//! TaskStore port - タスクレコードの永続化
//!
//! - 1 タスク = 1 レコード。遷移のたびに全体を書き直す（差分パッチはしない）
//! - dead-letter は別ストアに一度だけ書く（更新しない）
//! - 失敗しても scheduler は止めない（呼び出し側でログに残す）

use async_trait::async_trait;

use crate::domain::{StoreError, Task, TaskId};

#[async_trait]
pub trait TaskStore: Send + Sync {
    /// Rewrite the full record for `task.id`.
    async fn save(&self, task: &Task) -> Result<(), StoreError>;

    async fn load(&self, id: TaskId) -> Result<Option<Task>, StoreError>;

    /// All persisted task records, in no particular order.
    async fn list(&self) -> Result<Vec<Task>, StoreError>;

    /// Write the dead-letter record. Fails with `AlreadyDeadLettered` on a second write.
    async fn dead_letter(&self, task: &Task) -> Result<(), StoreError>;

    async fn dead_letters(&self) -> Result<Vec<Task>, StoreError>;
}
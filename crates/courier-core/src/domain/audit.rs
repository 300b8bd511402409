//! Decision audit log attached to each task.

use chrono::{DateTime, Utc};
use serde::{Deserialize, Serialize};

/// A decision made by the scheduler for a task.
///
/// Records:
/// - What observation triggered this decision
/// - What policy was applied
/// - What was decided (retry, escalate, dead-letter, ...)
///
/// This enables "why did the system do X" explanations from the persisted record.
#[derive(Debug, Clone, PartialEq, Serialize, Deserialize)]
pub struct DecisionRecord {
    /// Hop count at the time of the decision.
    pub hop: u32,

    /// What was observed that triggered this decision.
    pub trigger: serde_json::Value,

    /// Examples: "verification", "escalation_policy", "ttl", "deep_analysis"
    pub policy: String,

    /// Examples: "complete", "retry", "escalate", "dead_letter", "revise_plan"
    pub decision: String,

    #[serde(default, skip_serializing_if = "Option::is_none")]
    pub context: Option<serde_json::Value>,

    pub decided_at: DateTime<Utc>,
}

impl DecisionRecord {
    pub fn new(
        hop: u32,
        trigger: serde_json::Value,
        policy: impl Into<String>,
        decision: impl Into<String>,
        context: Option<serde_json::Value>,
        decided_at: DateTime<Utc>,
    ) -> Self {
        Self {
            hop,
            trigger,
            policy: policy.into(),
            decision: decision.into(),
            context,
            decided_at,
        }
    }
}
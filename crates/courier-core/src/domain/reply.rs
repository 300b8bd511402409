//! Planner replies, validated at the boundary.
//!
//! Planners are typically backed by a language model and answer with loosely
//! structured JSON. Everything downstream works on the typed variants below;
//! optional fields default instead of failing, while a reply with no usable
//! JSON object or an unknown verdict is `CollaboratorError::Malformed`.

use serde::de::{DeserializeOwned, Deserializer};
use serde::{Deserialize, Serialize};

use super::envelope::ExecutionMode;
use super::errors::CollaboratorError;
use super::plan::Plan;

#[derive(Debug, Clone, Copy, PartialEq, Eq, Default, Serialize, Deserialize)]
#[serde(rename_all = "lowercase")]
pub enum Complexity {
    Low,
    Medium,
    High,
    #[default]
    #[serde(other)]
    Unknown,
}

/// Intent classification of a free-text message or task description.
#[derive(Debug, Clone, PartialEq, Serialize, Deserialize)]
pub struct Classification {
    #[serde(rename = "type", default = "default_task_type")]
    pub task_type: String,

    #[serde(default = "default_mode")]
    pub mode: ExecutionMode,

    #[serde(default, skip_serializing_if = "Option::is_none")]
    pub software: Option<String>,

    #[serde(default)]
    pub complexity: Complexity,

    #[serde(default)]
    pub estimated_steps: u32,

    /// Direct answer for simple messages.
    #[serde(default, skip_serializing_if = "Option::is_none")]
    pub answer: Option<String>,
}

fn default_task_type() -> String {
    "generic".to_string()
}

fn default_mode() -> ExecutionMode {
    ExecutionMode::Execute
}

impl Classification {
    pub fn new(task_type: impl Into<String>, mode: ExecutionMode) -> Self {
        Self {
            task_type: task_type.into(),
            mode,
            software: None,
            complexity: Complexity::Unknown,
            estimated_steps: 0,
            answer: None,
        }
    }

    pub fn is_simple(&self) -> bool {
        self.task_type.eq_ignore_ascii_case("simple")
    }
}

/// Root-cause analysis produced in ARCHITECT mode.
#[derive(Debug, Clone, PartialEq, Serialize, Deserialize)]
pub struct Analysis {
    #[serde(default)]
    pub root_cause: String,

    #[serde(default, skip_serializing_if = "Option::is_none")]
    pub revised_plan: Option<Plan>,

    /// Clamped into `[0, 1]`; absent means no confidence.
    #[serde(default, deserialize_with = "unit_interval")]
    pub confidence: f64,

    #[serde(default, skip_serializing_if = "Vec::is_empty")]
    pub alternatives: Vec<String>,

    #[serde(default)]
    pub should_escalate_to_human: bool,
}

impl Analysis {
    /// The revised plan, if it can be swapped in without human review.
    pub fn usable_revision(&self) -> Option<&Plan> {
        if self.should_escalate_to_human {
            return None;
        }
        self.revised_plan.as_ref().filter(|plan| plan.is_usable())
    }
}

fn unit_interval<'de, D>(deserializer: D) -> Result<f64, D::Error>
where
    D: Deserializer<'de>,
{
    let raw = Option::<f64>::deserialize(deserializer)?.unwrap_or(0.0);
    if raw.is_nan() {
        return Ok(0.0);
    }
    Ok(raw.clamp(0.0, 1.0))
}

#[derive(Debug, Clone, Copy, PartialEq, Eq, Hash, Serialize, Deserialize)]
#[serde(rename_all = "UPPERCASE")]
pub enum Verdict {
    #[serde(alias = "pass", alias = "Pass")]
    Pass,

    #[serde(alias = "retry", alias = "Retry")]
    Retry,

    /// Human judgment required.
    #[serde(alias = "escalate", alias = "Escalate")]
    Escalate,
}

#[derive(Debug, Clone, PartialEq, Serialize, Deserialize)]
pub struct Verification {
    pub status: Verdict,

    #[serde(default)]
    pub reason: String,

    #[serde(default, skip_serializing_if = "Vec::is_empty")]
    pub suggestions: Vec<String>,
}

impl Verification {
    pub fn new(status: Verdict, reason: impl Into<String>) -> Self {
        Self {
            status,
            reason: reason.into(),
            suggestions: Vec::new(),
        }
    }
}

/// Parse a collaborator reply into one of the typed variants.
///
/// Surrounding prose or code fences are ignored: the outermost `{ ... }` is
/// taken as the payload.
pub fn parse_reply<T: DeserializeOwned>(raw: &str) -> Result<T, CollaboratorError> {
    let json = extract_object(raw)
        .ok_or_else(|| CollaboratorError::Malformed("no JSON object in reply".to_string()))?;
    serde_json::from_str(json).map_err(|e| CollaboratorError::Malformed(e.to_string()))
}

fn extract_object(raw: &str) -> Option<&str> {
    let start = raw.find('{')?;
    let end = raw.rfind('}')?;
    (end > start).then(|| &raw[start..=end])
}

#[cfg(test)]
mod tests {
    use super::*;
    use rstest::rstest;

    #[test]
    fn classification_from_fenced_reply() {
        let raw = "Sure!\n```json\n{\"type\": \"data_entry\", \"mode\": \"SUPERVISE\", \"software\": \"SAP GUI\", \"complexity\": \"high\", \"estimated_steps\": 7}\n```";
        let c: Classification = parse_reply(raw).unwrap();
        assert_eq!(c.task_type, "data_entry");
        assert_eq!(c.mode, ExecutionMode::Supervise);
        assert_eq!(c.software.as_deref(), Some("SAP GUI"));
        assert_eq!(c.complexity, Complexity::High);
        assert_eq!(c.estimated_steps, 7);
        assert!(!c.is_simple());
    }

    #[test]
    fn classification_defaults_missing_fields() {
        let c: Classification = parse_reply(r#"{"type": "simple", "complexity": "galactic"}"#).unwrap();
        assert!(c.is_simple());
        assert_eq!(c.mode, ExecutionMode::Execute);
        assert_eq!(c.complexity, Complexity::Unknown);
        assert!(c.answer.is_none());
    }

    #[rstest]
    #[case::above(r#"{"confidence": 1.7}"#, 1.0)]
    #[case::below(r#"{"confidence": -0.2}"#, 0.0)]
    #[case::missing(r#"{"root_cause": "timeout"}"#, 0.0)]
    #[case::inside(r#"{"confidence": 0.4}"#, 0.4)]
    fn analysis_confidence_is_clamped(#[case] raw: &str, #[case] expected: f64) {
        let a: Analysis = parse_reply(raw).unwrap();
        assert_eq!(a.confidence, expected);
    }

    #[test]
    fn revision_requires_steps_and_no_human_escalation() {
        let raw = r#"{"root_cause": "wrong window", "revised_plan": {"steps": [{"action": "focus window"}]}, "confidence": 0.8}"#;
        let a: Analysis = parse_reply(raw).unwrap();
        assert!(a.usable_revision().is_some());

        let empty: Analysis = parse_reply(r#"{"revised_plan": {"steps": []}}"#).unwrap();
        assert!(empty.usable_revision().is_none());

        let human: Analysis = parse_reply(
            r#"{"revised_plan": {"steps": [{"action": "x"}]}, "should_escalate_to_human": true}"#,
        )
        .unwrap();
        assert!(human.usable_revision().is_none());
    }

    #[rstest]
    #[case::upper(r#"{"status": "PASS"}"#, Verdict::Pass)]
    #[case::lower(r#"{"status": "retry", "reason": "field empty"}"#, Verdict::Retry)]
    #[case::title(r#"{"status": "Escalate"}"#, Verdict::Escalate)]
    fn verdict_accepts_common_spellings(#[case] raw: &str, #[case] expected: Verdict) {
        let v: Verification = parse_reply(raw).unwrap();
        assert_eq!(v.status, expected);
    }

    #[rstest]
    #[case::prose("the task looks fine to me")]
    #[case::unknown_verdict(r#"{"status": "MAYBE"}"#)]
    #[case::missing_status(r#"{"reason": "ok"}"#)]
    #[case::truncated(r#"{"status": "PASS""#)]
    fn malformed_verification(#[case] raw: &str) {
        let err = parse_reply::<Verification>(raw).unwrap_err();
        assert!(matches!(err, CollaboratorError::Malformed(_)));
    }
}
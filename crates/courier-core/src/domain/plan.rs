//! Plan model: ordered steps produced by the planner.

use serde::{Deserialize, Serialize};

/// Execution mode declared on an individual step.
#[derive(Debug, Clone, Copy, PartialEq, Eq, Hash, Default, Serialize, Deserialize)]
#[serde(rename_all = "SCREAMING_SNAKE_CASE")]
pub enum StepMode {
    #[default]
    #[serde(alias = "execute")]
    Execute,

    /// Needs interactive capability; never run by an EXECUTE-mode session.
    #[serde(alias = "supervise")]
    Supervise,
}

#[derive(Debug, Clone, PartialEq, Serialize, Deserialize)]
pub struct PlanStep {
    pub action: String,

    #[serde(default)]
    pub mode: StepMode,

    /// How the executor (or verifier) can tell the step worked.
    #[serde(default, skip_serializing_if = "Option::is_none")]
    pub verification: Option<String>,

    /// Required capability tags (e.g. `keyboard`, `shell`).
    #[serde(default, skip_serializing_if = "Vec::is_empty")]
    pub capabilities: Vec<String>,
}

impl PlanStep {
    pub fn new(action: impl Into<String>, mode: StepMode) -> Self {
        Self {
            action: action.into(),
            mode,
            verification: None,
            capabilities: Vec::new(),
        }
    }
}

#[derive(Debug, Clone, Default, PartialEq, Serialize, Deserialize)]
pub struct Plan {
    #[serde(default)]
    pub steps: Vec<PlanStep>,

    #[serde(
        default,
        alias = "estimated_duration",
        skip_serializing_if = "Option::is_none"
    )]
    pub estimated_duration_secs: Option<u64>,

    /// Advisory only: recorded on the task, does not gate execution.
    #[serde(default)]
    pub requires_human_approval: bool,

    #[serde(default, skip_serializing_if = "Vec::is_empty")]
    pub safety_notes: Vec<String>,
}

impl Plan {
    pub fn new(steps: Vec<PlanStep>) -> Self {
        Self {
            steps,
            ..Self::default()
        }
    }

    /// A plan with no steps gives the executor nothing to do.
    pub fn is_usable(&self) -> bool {
        !self.steps.is_empty()
    }
}

#[cfg(test)]
mod tests {
    use super::*;

    #[test]
    fn step_mode_defaults_to_execute() {
        let step: PlanStep = serde_json::from_str(r#"{"action": "open app"}"#).unwrap();
        assert_eq!(step.mode, StepMode::Execute);
        assert!(step.verification.is_none());
        assert!(step.capabilities.is_empty());
    }

    #[test]
    fn step_mode_accepts_lower_case() {
        let step: PlanStep =
            serde_json::from_str(r#"{"action": "click save", "mode": "supervise"}"#).unwrap();
        assert_eq!(step.mode, StepMode::Supervise);
    }

    #[test]
    fn planner_reply_duration_field_is_kept() {
        let plan: Plan = serde_json::from_str(
            r#"{"steps": [{"action": "open app"}], "estimated_duration": 90, "requires_human_approval": true}"#,
        )
        .unwrap();
        assert_eq!(plan.estimated_duration_secs, Some(90));
        assert!(plan.requires_human_approval);
    }

    #[test]
    fn empty_plan_is_not_usable() {
        assert!(!Plan::default().is_usable());
        assert!(Plan::new(vec![PlanStep::new("x", StepMode::Execute)]).is_usable());
    }
}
_ _ _ _ _ _ _
YOUR INSTRUCTIONS: I need each line from the listing where the word "TaskId" occurs.

EXERCISE RESULT:
use crate::domain::{StoreError, Task, TaskId};
    async fn load(&self, id: TaskId) -> Result<Option<Task>, StoreError>;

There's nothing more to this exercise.